Depression is the most prevalent psychiatric illness, and its pathogenesis is associated with neuroinflammation. Follistatinlike protein 1 (FSTL1), a novel inflammatory protein, participates in the pathogenesis of diseases related to neuroinflammation. Therefore, we aimed to investigate the effect of FSTL1 in the pathogenesis of depression mediated using neuroinflammation-mediated models. Our results showed that lipopolysaccharide (LPS) administration could induce despair-like behavior and increase proinflammatory cytokine levels in both male and female mice. Then, a significant positive correlation between hippocampal Fstl1 mRNA expression, microglial activation and despair-like behaviors was observed in male mice. Moreover, knockdown FSTL1 significantly reduced microglial activation and the expression of proinflammatory cytokines, while overexpression of Fstl1 in hippocampus could exacerbate the activation of microglial under the LPS-induced condition in male mice.
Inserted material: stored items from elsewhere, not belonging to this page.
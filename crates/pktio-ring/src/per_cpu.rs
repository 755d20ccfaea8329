//! One ring per logical CPU.
//!
//! Producers running on different CPUs never touch the same queue, so the
//! common enqueue path is contention-free. Each queue is cache-padded
//! (128-byte alignment) so the four indices of neighbouring queues never
//! share a line. Queues are multi-entrance: several threads scheduled on
//! one CPU may produce concurrently.
//!
//! The single consumer drains the queues round-robin, starting from the
//! queue that last yielded an element, so an active producer keeps being
//! served without starving quiet CPUs for long.

use crate::cpu::{cached_cpu_id, cpu_count, CpuId};
use crate::ring::RingBuffer;
use crossbeam_utils::CachePadded;

pub struct PerCpuRing<T> {
    rings: Box<[CachePadded<RingBuffer<T>>]>,
}

impl<T> PerCpuRing<T> {
    /// One multi-entrance ring of `capacity_per_cpu` slots per logical CPU.
    pub fn new(capacity_per_cpu: usize) -> Self {
        let rings = (0..cpu_count())
            .map(|_| CachePadded::new(RingBuffer::new_multi_entrance(capacity_per_cpu)))
            .collect::<Vec<_>>()
            .into_boxed_slice();
        Self { rings }
    }

    /// Number of queues (= logical CPUs at construction time).
    #[inline]
    pub fn cpu_count(&self) -> usize {
        self.rings.len()
    }

    /// Per-queue slot capacity.
    #[inline]
    pub fn capacity(&self) -> usize {
        self.rings[0].capacity()
    }

    /// Enqueue on the caller's CPU queue. Hands the record back when that
    /// queue is full or the write spuriously fails.
    pub fn try_write(&self, record: T) -> Result<(), T> {
        let cpu = cached_cpu_id().min(self.rings.len() - 1);
        self.rings[cpu].try_write(record)
    }

    /// Dequeue one record, scanning queues round-robin from `*cursor`.
    /// Updates `*cursor` to the queue that produced the record.
    pub fn try_read(&self, cursor: &mut usize) -> Option<T> {
        let n = self.rings.len();
        for i in 0..n {
            let idx = (*cursor + i) % n;
            if let Some(record) = self.rings[idx].try_read() {
                *cursor = idx;
                return Some(record);
            }
        }
        None
    }

    /// Best-effort total element count across all queues.
    pub fn guess_size(&self) -> usize {
        self.rings.iter().map(|r| r.guess_size()).sum()
    }

    /// Best-effort element count of one CPU's queue.
    pub fn guess_size_on(&self, cpu: CpuId) -> usize {
        self.rings[cpu].guess_size()
    }
}

#[cfg(test)]
mod tests {
    use super::*;
    use crate::cpu::{cached_cpu_id, pin_to_cpu};
    use std::sync::Arc;
    use std::thread;

    #[test]
    fn allocates_one_ring_per_cpu() {
        let ring = PerCpuRing::<u32>::new(8);
        assert_eq!(ring.cpu_count(), cpu_count());
        assert_eq!(ring.capacity(), 8);
        assert_eq!(ring.guess_size(), 0);
    }

    #[test]
    fn one_message_per_pinned_cpu() {
        // Capacity comfortably above cpu_count so the totals work out even
        // when a restricted affinity mask lands every thread on one queue.
        let ring = Arc::new(PerCpuRing::<usize>::new(2 * cpu_count() + 2));

        for cpu in 0..ring.cpu_count() {
            let ring = Arc::clone(&ring);
            thread::spawn(move || {
                // Best effort; the cached id routes the write either way.
                let _ = pin_to_cpu(cpu);
                while ring.try_write(cpu).is_err() {
                    thread::yield_now();
                }
            })
            .join()
            .unwrap();
        }

        assert_eq!(ring.guess_size(), ring.cpu_count());

        let mut cursor = 0;
        let mut drained = Vec::new();
        while let Some(v) = ring.try_read(&mut cursor) {
            drained.push(v);
        }
        assert_eq!(drained.len(), ring.cpu_count());
        assert_eq!(ring.guess_size(), 0);
    }

    #[test]
    fn per_cpu_slot_sizes_when_pinning_works() {
        let ring = Arc::new(PerCpuRing::<usize>::new(8));
        let mut pinned_all = true;

        for cpu in 0..ring.cpu_count() {
            let ring = Arc::clone(&ring);
            let ok = thread::spawn(move || {
                if pin_to_cpu(cpu).is_err() {
                    return false;
                }
                assert_eq!(cached_cpu_id(), cpu);
                while ring.try_write(cpu).is_err() {
                    thread::yield_now();
                }
                true
            })
            .join()
            .unwrap();
            pinned_all &= ok;
        }

        if pinned_all {
            for cpu in 0..ring.cpu_count() {
                assert_eq!(ring.guess_size_on(cpu), 1, "cpu {} queue", cpu);
            }
        }
    }

    #[test]
    fn producer_fifo_within_one_queue() {
        // A non-migrating producer must be drained in enqueue order.
        let ring = Arc::new(PerCpuRing::<u32>::new(64));
        let writer = {
            let ring = Arc::clone(&ring);
            thread::spawn(move || {
                let _ = pin_to_cpu(0);
                for i in 0..40 {
                    let mut v = i;
                    loop {
                        match ring.try_write(v) {
                            Ok(()) => break,
                            Err(back) => {
                                v = back;
                                thread::yield_now();
                            }
                        }
                    }
                }
            })
        };
        writer.join().unwrap();

        let mut cursor = 0;
        let mut got = Vec::new();
        while let Some(v) = ring.try_read(&mut cursor) {
            got.push(v);
        }
        assert_eq!(got, (0..40).collect::<Vec<_>>());
    }

    #[test]
    fn round_robin_does_not_starve() {
        let ring = PerCpuRing::<u32>::new(8);
        if ring.cpu_count() < 2 {
            return;
        }
        // Fill two queues directly through pinned helper threads is flaky in
        // constrained environments, so exercise the cursor logic with the
        // caller's own queue plus a neighbour index.
        let mine = cached_cpu_id();
        for i in 0..3 {
            ring.rings[mine].try_write(i).unwrap();
        }
        let other = (mine + 1) % ring.cpu_count();
        for i in 10..13 {
            ring.rings[other].try_write(i).unwrap();
        }

        let mut cursor = other;
        let mut got = Vec::new();
        while let Some(v) = ring.try_read(&mut cursor) {
            got.push(v);
        }
        // Starting cursor drains `other` first, then wraps to `mine`.
        assert_eq!(got, vec![10, 11, 12, 0, 1, 2]);
    }
}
Mechanically, knockdown Fstl1 inhibited LPS-induced activation of BV2 microglia and reduced the production of proinflammatory cytokines, thereby protecting the survival of HT22 neurons. In conclusion, our results implied that Fstl1 may modulate despair-like behaviors through regulation of microglial activation and neuronal viability, which would lay the experimental and theoretical foundation for the neuroinflammatory mechanisms underlying depression.